- Bal Hukmi Location in Punjab, India Bal Hukmi Bal Hukmi (India)
- Coordinates: 31°07′24″N 75°26′04″E﻿ / ﻿31.1234506°N 75.434457°E
- Country: India
- State: Punjab
- District: Jalandhar
- Tehsil: Nakodar

Government
- • Type: Panchayat raj
- • Body: Gram panchayat
- Elevation: 240 m (790 ft)

Population (2011)
- • Total: 513
- Sex ratio 267/246 ♂/♀

Languages
- • Official: Punjabi
- Time zone: UTC+5:30 (IST)
- PIN: 144040
- ISO 3166 code: IN-PB
- Vehicle registration: PB- 08
- Website: jalandhar.nic.in

= Bal Hukmi =

Bal Hukmi is a village in Nakodar in Jalandhar district of Punjab State, India. It is located 4.5 km from Nakodar, 37.2 km from Kapurthala, 28.2 km from district headquarter Jalandhar and 149 km from state capital Chandigarh. Village Is famous for hand made Punjabi jutti for years.
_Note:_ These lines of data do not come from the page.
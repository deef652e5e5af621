//! Shortcast: scheduled content-pipeline orchestrator
//!
//! Main binary with subcommands:
//! - `daemon`: Scheduler loop plus the status server
//! - `run-once`: Execute the pipeline a single time and exit
//! - `status`: Query a running daemon
//! - `check-config`: Validate configuration and the pipeline manifest

use clap::{Parser, Subcommand};
use miette::Result;
use tracing_subscriber::{layer::SubscriberExt, util::SubscriberInitExt};

use shortcast_scheduler::{RunKind, RunRequest, compute_next_trigger};

mod daemon;
mod settings;

use settings::Settings;

#[derive(Parser)]
#[command(name = "shortcast")]
#[command(about = "Scheduled content-pipeline orchestrator", long_about = None)]
struct Cli {
    #[command(subcommand)]
    command: Commands,
}

#[derive(Subcommand)]
enum Commands {
    /// Run the scheduler loop and the status server
    Daemon {
        #[command(flatten)]
        settings: Settings,

        /// Status server port
        #[arg(long, env = "PORT", default_value = "8080")]
        port: u16,
    },

    /// Execute the pipeline once, print the result and exit
    RunOnce {
        #[command(flatten)]
        settings: Settings,

        /// Run as a verification pass (uses the verification topic and records the outcome)
        #[arg(long)]
        verify: bool,
    },

    /// Show the status of a running daemon
    Status {
        /// Base URL of the daemon's status server
        #[arg(long, env = "SHORTCAST_STATUS_URL", default_value = "http://localhost:8080")]
        url: String,

        /// Print the raw JSON response
        #[arg(long)]
        json: bool,
    },

    /// Validate configuration and the pipeline manifest without running anything
    CheckConfig {
        #[command(flatten)]
        settings: Settings,
    },
}

#[tokio::main]
async fn main() -> Result<()> {
    let _ = dotenvy::dotenv();

    // Initialize tracing
    tracing_subscriber::registry()
        .with(tracing_subscriber::EnvFilter::new(
            std::env::var("RUST_LOG").unwrap_or_else(|_| {
                "shortcast=info,shortcast_scheduler=info,shortcast_web=info".to_string()
            }),
        ))
        .with(tracing_subscriber::fmt::layer())
        .init();

    let cli = Cli::parse();

    match cli.command {
        Commands::Daemon { settings, port } => daemon::run(&settings, port).await,
        Commands::RunOnce { settings, verify } => run_once(&settings, verify).await,
        Commands::Status { url, json } => show_status(&url, json).await,
        Commands::CheckConfig { settings } => check_config(&settings).await,
    }
}

async fn run_once(settings: &Settings, verify: bool) -> Result<()> {
    let scheduler = settings
        .build_scheduler()
        .await
        .map_err(|e| miette::miette!("{}", e))?;

    let now = chrono::Utc::now();
    let request = if verify {
        RunRequest::new(RunKind::Verification, now)
            .with_topic(scheduler.config().verification_topic())
    } else {
        RunRequest::new(RunKind::Manual, now)
    };

    let result = scheduler.run_now(request).await;
    let rendered = serde_json::to_string_pretty(&result)
        .map_err(|e| miette::miette!("failed to render result: {}", e))?;
    println!("{}", rendered);

    if result.status.is_success() {
        Ok(())
    } else {
        Err(miette::miette!(
            "run {} {}: {}",
            result.run_id,
            result.status,
            result.error_detail
        ))
    }
}

async fn show_status(url: &str, json: bool) -> Result<()> {
    let endpoint = format!("{}/api/scheduler/status", url.trim_end_matches('/'));
    let status: serde_json::Value = reqwest::get(&endpoint)
        .await
        .map_err(|e| miette::miette!("failed to reach {}: {}", endpoint, e))?
        .error_for_status()
        .map_err(|e| miette::miette!("{}", e))?
        .json()
        .await
        .map_err(|e| miette::miette!("invalid status response: {}", e))?;

    if json {
        let rendered = serde_json::to_string_pretty(&status)
            .map_err(|e| miette::miette!("{}", e))?;
        println!("{}", rendered);
        return Ok(());
    }

    let field = |value: &serde_json::Value| match value {
        serde_json::Value::Null => "-".to_string(),
        serde_json::Value::String(s) => s.clone(),
        other => other.to_string(),
    };

    println!("Schedule:      {}", field(&status["schedule"]));
    println!("Next trigger:  {}", field(&status["next_trigger"]));
    match status["active"].as_object() {
        Some(active) => println!(
            "Active run:    {} ({}, {})",
            field(&active["run_id"]),
            field(&active["kind"]),
            field(&active["phase"])
        ),
        None => println!("Active run:    -"),
    }
    match status["last_run"].as_object() {
        Some(last) => println!(
            "Last run:      {} {} at {}",
            field(&last["kind"]),
            field(&last["status"]),
            field(&last["finished_at"])
        ),
        None => println!("Last run:      -"),
    }
    println!(
        "Verification:  completed={} last_failure={}",
        field(&status["verification"]["completed"]),
        field(&status["verification"]["last_failure_at"])
    );

    Ok(())
}

async fn check_config(settings: &Settings) -> Result<()> {
    let scheduler = settings
        .build_scheduler()
        .await
        .map_err(|e| miette::miette!("{}", e))?;

    let now = chrono::Utc::now();
    let next = compute_next_trigger(now, scheduler.config());
    println!("Schedule:      {}", scheduler.config().describe());
    println!("Next trigger:  {}", next.to_rfc3339());
    println!("Pipeline:      {}", settings.pipeline.display());
    for step in scheduler.executor().pipeline().steps() {
        println!("  - {} ({:?}, timeout {}s)", step.name(), step.kind, step.timeout.as_secs());
    }
    println!("State file:    {}", settings.state_path().display());
    println!("Work dir:      {}", settings.work_dir.display());

    let report = scheduler.executor().guard().check();
    println!(
        "Resources:     {:?} (memory {} MB free, disk {} MB free)",
        report.level,
        report
            .free_memory_mb
            .map_or_else(|| "?".to_string(), |mb| mb.to_string()),
        report
            .free_disk_mb
            .map_or_else(|| "?".to_string(), |mb| mb.to_string()),
    );
    if !report.reasons.is_empty() {
        println!("               {}", report.summary());
    }

    println!("Configuration OK");
    Ok(())
}
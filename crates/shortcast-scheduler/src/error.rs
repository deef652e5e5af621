//! Error types for the scheduler.

use thiserror::Error;

/// Invalid configuration. Fatal at startup.
#[derive(Debug, Error)]
pub enum ConfigError {
    /// Schedule hour outside 0-23.
    #[error("schedule hour must be between 0 and 23, got {0}")]
    HourOutOfRange(u32),

    /// Timezone name not in the IANA database.
    #[error("unknown timezone '{name}': {reason}")]
    InvalidTimezone { name: String, reason: String },

    /// Interval fallback must be positive.
    #[error("interval hours must be positive")]
    ZeroInterval,

    /// Interval fallback beyond the supported range.
    #[error("interval hours must be at most {max}, got {hours}")]
    IntervalTooLarge { hours: u32, max: u32 },

    /// Retry attempts must be at least one.
    #[error("retry attempts must be at least 1")]
    ZeroAttempts,

    /// Boolean value not recognised.
    #[error("invalid boolean value '{0}', expected 1/true/yes/on or 0/false/no/off")]
    InvalidBool(String),

    /// Pipeline manifest problem.
    #[error("invalid pipeline: {0}")]
    Pipeline(#[from] PipelineError),
}

/// Errors building a pipeline from a manifest.
#[derive(Debug, Error)]
pub enum PipelineError {
    /// IO error reading the manifest.
    #[error("IO error: {0}")]
    Io(#[from] std::io::Error),

    /// Manifest is not valid JSON.
    #[error("JSON error: {0}")]
    Json(#[from] serde_json::Error),

    /// No steps declared.
    #[error("pipeline has no steps")]
    Empty,

    /// Two steps share a name.
    #[error("duplicate step name: {0}")]
    DuplicateStep(String),

    /// A step has no program to run.
    #[error("step '{0}' has an empty command")]
    EmptyCommand(String),

    /// A step has a zero timeout.
    #[error("step '{0}' has a zero timeout")]
    ZeroTimeout(String),
}

/// Errors persisting verification state.
#[derive(Debug, Error)]
pub enum StateError {
    /// IO error.
    #[error("IO error: {0}")]
    Io(#[from] std::io::Error),

    /// JSON error.
    #[error("JSON error: {0}")]
    Json(#[from] serde_json::Error),
}

/// Errors that can occur in scheduler operations.
#[derive(Debug, Error)]
pub enum SchedulerError {
    /// Configuration error.
    #[error("configuration error: {0}")]
    Config(#[from] ConfigError),

    /// Verification state could not be persisted.
    #[error("state error: {0}")]
    State(#[from] StateError),

    /// A run is already in progress.
    #[error("run already in progress: {0}")]
    RunInProgress(String),
}
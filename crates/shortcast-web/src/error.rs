//! Error types for the web surface.

use axum::http::StatusCode;
use axum::response::{IntoResponse, Json, Response};
use serde_json::json;
use thiserror::Error;

use shortcast_scheduler::SchedulerError;

/// Errors that can occur serving HTTP.
#[derive(Debug, Error)]
pub enum WebError {
    /// Scheduler refused the request.
    #[error("scheduler error: {0}")]
    Scheduler(#[from] SchedulerError),

    /// IO error.
    #[error("IO error: {0}")]
    Io(#[from] std::io::Error),
}

impl IntoResponse for WebError {
    fn into_response(self) -> Response {
        let status = match &self {
            WebError::Scheduler(SchedulerError::RunInProgress(_)) => StatusCode::CONFLICT,
            _ => StatusCode::INTERNAL_SERVER_ERROR,
        };
        (status, Json(json!({ "error": self.to_string() }))).into_response()
    }
}
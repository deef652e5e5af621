//! Scheduler: first-boot verification and the regular trigger loop.

use std::sync::Arc;
use std::time::Duration;

use chrono::{DateTime, Utc};
use tokio::sync::{RwLock, watch};
use tokio::task::JoinHandle;
use tokio::time::sleep;
use tracing::{error, info, warn};

use crate::{
    Clock, JobExecutor, RunId, RunKind, RunRequest, RunResult, RunSummary, ScheduleConfig,
    SchedulerError, SchedulerStatus, VerificationState, VerificationStore, compute_next_trigger,
};

/// Minimum sleep duration in seconds.
const MIN_SLEEP_SECS: u64 = 1;

/// Maximum sleep duration in seconds, so wall-clock jumps are noticed.
const MAX_SLEEP_SECS: u64 = 60;

/// Whether a verification run should happen now.
pub fn should_run_verification(
    config: &ScheduleConfig,
    state: &VerificationState,
    now: DateTime<Utc>,
) -> bool {
    config.verification_enabled()
        && !(state.completed && config.verification_run_once())
        && !state.in_cooldown(now, config.verification_cooldown())
}

#[derive(Debug, Default)]
struct Timeline {
    next_trigger: Option<DateTime<Utc>>,
    last_run: Option<RunSummary>,
}

/// Decides when runs happen and records their outcomes.
pub struct Scheduler {
    config: ScheduleConfig,
    store: Arc<VerificationStore>,
    executor: Arc<JobExecutor>,
    clock: Arc<dyn Clock>,
    timeline: RwLock<Timeline>,
}

impl Scheduler {
    pub fn new(
        config: ScheduleConfig,
        store: Arc<VerificationStore>,
        executor: Arc<JobExecutor>,
        clock: Arc<dyn Clock>,
    ) -> Self {
        Self {
            config,
            store,
            executor,
            clock,
            timeline: RwLock::new(Timeline::default()),
        }
    }

    pub fn config(&self) -> &ScheduleConfig {
        &self.config
    }

    pub fn executor(&self) -> &Arc<JobExecutor> {
        &self.executor
    }

    /// Whether a run currently holds the lock.
    pub fn is_busy(&self) -> bool {
        self.executor.lock().is_held()
    }

    /// Run first-boot verification if it is due.
    ///
    /// Blocks until the verification run finishes. A failed verification is
    /// recorded for the cooldown and never returned as an error.
    #[tracing::instrument(skip(self))]
    pub async fn boot(&self) -> Option<RunResult> {
        let now = self.clock.now();
        let state = self.store.snapshot().await;

        if !should_run_verification(&self.config, &state, now) {
            if !self.config.verification_enabled() {
                info!("startup verification disabled");
            } else if state.completed && self.config.verification_run_once() {
                info!(completed_at = ?state.completed_at, "startup verification already completed");
            } else {
                info!(last_failure_at = ?state.last_failure_at, "startup verification in cooldown");
            }
            return None;
        }

        info!(topic = %self.config.verification_topic(), "running startup verification");
        let request = RunRequest::new(RunKind::Verification, now)
            .with_topic(self.config.verification_topic());
        let result = self.run_now(request).await;

        if result.status.is_success() {
            info!(run_id = %result.run_id, "startup verification passed");
        } else {
            warn!(
                run_id = %result.run_id,
                status = %result.status,
                failed_step = ?result.failed_step,
                error = %result.error_detail,
                cooldown_secs = self.config.verification_cooldown().as_secs(),
                "startup verification failed, continuing with regular schedule"
            );
        }
        Some(result)
    }

    /// Execute `request` inline and record its outcome.
    pub async fn run_now(&self, request: RunRequest) -> RunResult {
        let result = self.executor.execute(request).await;
        self.record(&result).await;
        result
    }

    /// Execute `request` on a spawned task.
    pub fn dispatch(self: &Arc<Self>, request: RunRequest) -> JoinHandle<RunResult> {
        let scheduler = Arc::clone(self);
        tokio::spawn(async move { scheduler.run_now(request).await })
    }

    /// Start a manual run in the background and return its id.
    ///
    /// Refuses while another run holds the lock. A run that starts between
    /// this check and lock acquisition ends as `aborted-lock`.
    pub fn trigger_manual(self: &Arc<Self>) -> Result<RunId, SchedulerError> {
        if let Some(holder) = self.executor.lock().holder() {
            return Err(SchedulerError::RunInProgress(holder.to_string()));
        }

        let request = RunRequest::new(RunKind::Manual, self.clock.now());
        let run_id = request.id;
        info!(%run_id, "manual run requested");

        let handle = self.dispatch(request);
        tokio::spawn(async move {
            if let Err(e) = handle.await {
                error!(%run_id, error = %e, "manual run task failed");
            }
        });
        Ok(run_id)
    }

    /// Snapshot for operators.
    pub async fn status(&self) -> SchedulerStatus {
        let (next_trigger, last_run) = {
            let timeline = self.timeline.read().await;
            (timeline.next_trigger, timeline.last_run.clone())
        };
        SchedulerStatus {
            schedule: self.config.describe(),
            next_trigger,
            last_run,
            active: self.executor.active(),
            verification: self.store.snapshot().await,
        }
    }

    /// Wait until no run is in progress.
    pub async fn wait_idle(&self) {
        let mut progress = self.executor.progress();
        // Sender lives as long as the executor, which we hold
        let _ = progress.wait_for(Option::is_none).await;
    }

    async fn record(&self, result: &RunResult) {
        self.timeline.write().await.last_run = Some(RunSummary::from(result));

        if result.kind != RunKind::Verification {
            return;
        }

        let at = self.clock.now();
        let saved = if result.status.is_success() {
            self.store.record_success(at).await
        } else {
            self.store.record_failure(at).await
        };
        if let Err(e) = saved {
            error!(error = %e, path = %self.store.path().display(), "failed to persist verification state");
        }
    }

    /// Run the trigger loop until `shutdown_rx` flips to true.
    ///
    /// Runs that are still executing at shutdown are awaited before returning.
    pub async fn run(self: Arc<Self>, mut shutdown_rx: watch::Receiver<bool>) {
        info!(schedule = %self.config.describe(), "scheduler starting");
        let mut in_flight: Vec<JoinHandle<RunResult>> = Vec::new();

        'triggers: loop {
            if *shutdown_rx.borrow() {
                break;
            }

            let trigger = compute_next_trigger(self.clock.now(), &self.config);
            self.timeline.write().await.next_trigger = Some(trigger);
            info!(next_trigger = %trigger, "next run scheduled");

            loop {
                let now = self.clock.now();
                if now >= trigger {
                    break;
                }

                tokio::select! {
                    changed = shutdown_rx.changed() => {
                        if changed.is_err() || *shutdown_rx.borrow() {
                            info!("scheduler received shutdown signal");
                            break 'triggers;
                        }
                    }
                    _ = sleep(sleep_duration(now, trigger)) => {}
                }
            }

            reap_finished(&mut in_flight).await;
            let request = RunRequest::new(RunKind::Scheduled, trigger);
            info!(run_id = %request.id, "dispatching scheduled run");
            in_flight.push(self.dispatch(request));
        }

        self.timeline.write().await.next_trigger = None;

        if !in_flight.is_empty() {
            info!(count = in_flight.len(), "waiting for in-flight runs");
        }
        for handle in in_flight {
            log_join(handle.await);
        }
        info!("scheduler shut down gracefully");
    }
}

/// Sleep until `trigger`, clamped to `[MIN_SLEEP_SECS, MAX_SLEEP_SECS]`.
fn sleep_duration(now: DateTime<Utc>, trigger: DateTime<Utc>) -> Duration {
    let millis = (trigger - now).num_milliseconds();
    let clamped = millis.clamp(
        (MIN_SLEEP_SECS * 1000) as i64,
        (MAX_SLEEP_SECS * 1000) as i64,
    );
    Duration::from_millis(clamped as u64)
}

async fn reap_finished(in_flight: &mut Vec<JoinHandle<RunResult>>) {
    let mut pending = Vec::with_capacity(in_flight.len());
    for handle in in_flight.drain(..) {
        if handle.is_finished() {
            log_join(handle.await);
        } else {
            pending.push(handle);
        }
    }
    *in_flight = pending;
}

fn log_join(joined: Result<RunResult, tokio::task::JoinError>) {
    if let Err(e) = joined {
        error!(error = %e, "run task failed");
    }
}
//! Pre-flight resource guard.

use std::path::{Path, PathBuf};

use serde::Serialize;
use sysinfo::{Disks, System};
use tracing::{debug, warn};

use crate::ResourceThresholds;

const BYTES_PER_MB: u64 = 1024 * 1024;

/// Below this multiple of a minimum the guard warns but lets the run proceed.
const WARN_FACTOR: u64 = 2;

/// Reads free host resources.
pub trait ResourceProbe: Send + Sync {
    /// Available memory in bytes, or `None` when it cannot be read.
    fn free_memory_bytes(&self) -> Option<u64>;

    /// Free space in bytes on the filesystem holding `path`.
    fn free_disk_bytes(&self, path: &Path) -> Option<u64>;
}

/// Probe backed by `sysinfo`.
#[derive(Debug, Default)]
pub struct SysinfoProbe;

impl ResourceProbe for SysinfoProbe {
    fn free_memory_bytes(&self) -> Option<u64> {
        let mut system = System::new();
        system.refresh_memory();
        let available = system.available_memory();
        // Some platforms report zero when the value is unsupported
        (available > 0).then_some(available)
    }

    fn free_disk_bytes(&self, path: &Path) -> Option<u64> {
        let target = absolute(path);
        let disks = Disks::new_with_refreshed_list();

        disks
            .list()
            .iter()
            .filter(|disk| target.starts_with(disk.mount_point()))
            .max_by_key(|disk| disk.mount_point().as_os_str().len())
            .map(|disk| disk.available_space())
    }
}

/// Resolve `path` against the nearest existing ancestor so mount matching works
/// before the directory has been created.
fn absolute(path: &Path) -> PathBuf {
    let joined = if path.is_absolute() {
        path.to_path_buf()
    } else {
        std::env::current_dir()
            .map(|cwd| cwd.join(path))
            .unwrap_or_else(|_| path.to_path_buf())
    };

    let mut candidate = joined.as_path();
    loop {
        if let Ok(resolved) = candidate.canonicalize() {
            return resolved;
        }
        match candidate.parent() {
            Some(parent) => candidate = parent,
            None => return joined,
        }
    }
}

/// Verdict of a resource check.
#[derive(Debug, Clone, Copy, PartialEq, Eq, PartialOrd, Ord, Serialize)]
#[serde(rename_all = "snake_case")]
pub enum ResourceLevel {
    Ok,
    /// Soft margin: log and proceed.
    Warn,
    /// Hard refusal: the run must not start.
    Abort,
}

/// Result of [`ResourceGuard::check`].
#[derive(Debug, Clone, Serialize)]
pub struct ResourceReport {
    pub level: ResourceLevel,
    pub free_memory_mb: Option<u64>,
    pub free_disk_mb: Option<u64>,
    /// One entry per threshold that was crossed or could not be read.
    pub reasons: Vec<String>,
}

impl ResourceReport {
    pub fn summary(&self) -> String {
        self.reasons.join("; ")
    }
}

/// Compares free memory and disk against configured floors.
pub struct ResourceGuard {
    thresholds: ResourceThresholds,
    probe: Box<dyn ResourceProbe>,
}

impl ResourceGuard {
    pub fn new(thresholds: ResourceThresholds) -> Self {
        Self::with_probe(thresholds, Box::new(SysinfoProbe))
    }

    pub fn with_probe(thresholds: ResourceThresholds, probe: Box<dyn ResourceProbe>) -> Self {
        Self { thresholds, probe }
    }

    pub fn thresholds(&self) -> &ResourceThresholds {
        &self.thresholds
    }

    /// Classify current free resources as OK, WARN or ABORT.
    pub fn check(&self) -> ResourceReport {
        let free_memory_mb = self.probe.free_memory_bytes().map(|b| b / BYTES_PER_MB);
        let free_disk_mb = self
            .probe
            .free_disk_bytes(&self.thresholds.disk_path)
            .map(|b| b / BYTES_PER_MB);

        let mut reasons = Vec::new();
        let memory = classify(
            "memory",
            free_memory_mb,
            self.thresholds.min_free_memory_mb,
            &mut reasons,
        );
        let disk = classify(
            "disk",
            free_disk_mb,
            self.thresholds.min_free_disk_mb,
            &mut reasons,
        );
        let level = memory.max(disk);

        match level {
            ResourceLevel::Ok => {
                debug!(?free_memory_mb, ?free_disk_mb, "resource check passed")
            }
            ResourceLevel::Warn => warn!(
                ?free_memory_mb,
                ?free_disk_mb,
                reasons = %reasons.join("; "),
                "resources low, proceeding"
            ),
            ResourceLevel::Abort => warn!(
                ?free_memory_mb,
                ?free_disk_mb,
                reasons = %reasons.join("; "),
                "resources exhausted"
            ),
        }

        ResourceReport {
            level,
            free_memory_mb,
            free_disk_mb,
            reasons,
        }
    }
}

fn classify(
    resource: &str,
    free_mb: Option<u64>,
    min_mb: u64,
    reasons: &mut Vec<String>,
) -> ResourceLevel {
    match free_mb {
        None => {
            reasons.push(format!("could not read free {}", resource));
            ResourceLevel::Warn
        }
        Some(free) if free < min_mb => {
            reasons.push(format!(
                "free {} {} MB below minimum {} MB",
                resource, free, min_mb
            ));
            ResourceLevel::Abort
        }
        Some(free) if free < min_mb.saturating_mul(WARN_FACTOR) => {
            reasons.push(format!(
                "free {} {} MB within {}x of minimum {} MB",
                resource, free, WARN_FACTOR, min_mb
            ));
            ResourceLevel::Warn
        }
        Some(_) => ResourceLevel::Ok,
    }
}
The village is administrated by a sarpanch who is an elected representative of village as per Panchayati raj (India).

== Transport ==
Nakodar railway station is the nearest train station; however, Phagwara Junction train station is 37.3 km away from the village. The village is 67 km away from domestic airport in Ludhiana and the nearest international airport is located in Chandigarh also Sri Guru Ram Dass Jee International Airport is the second nearest airport which is 112 km away in Amritsar.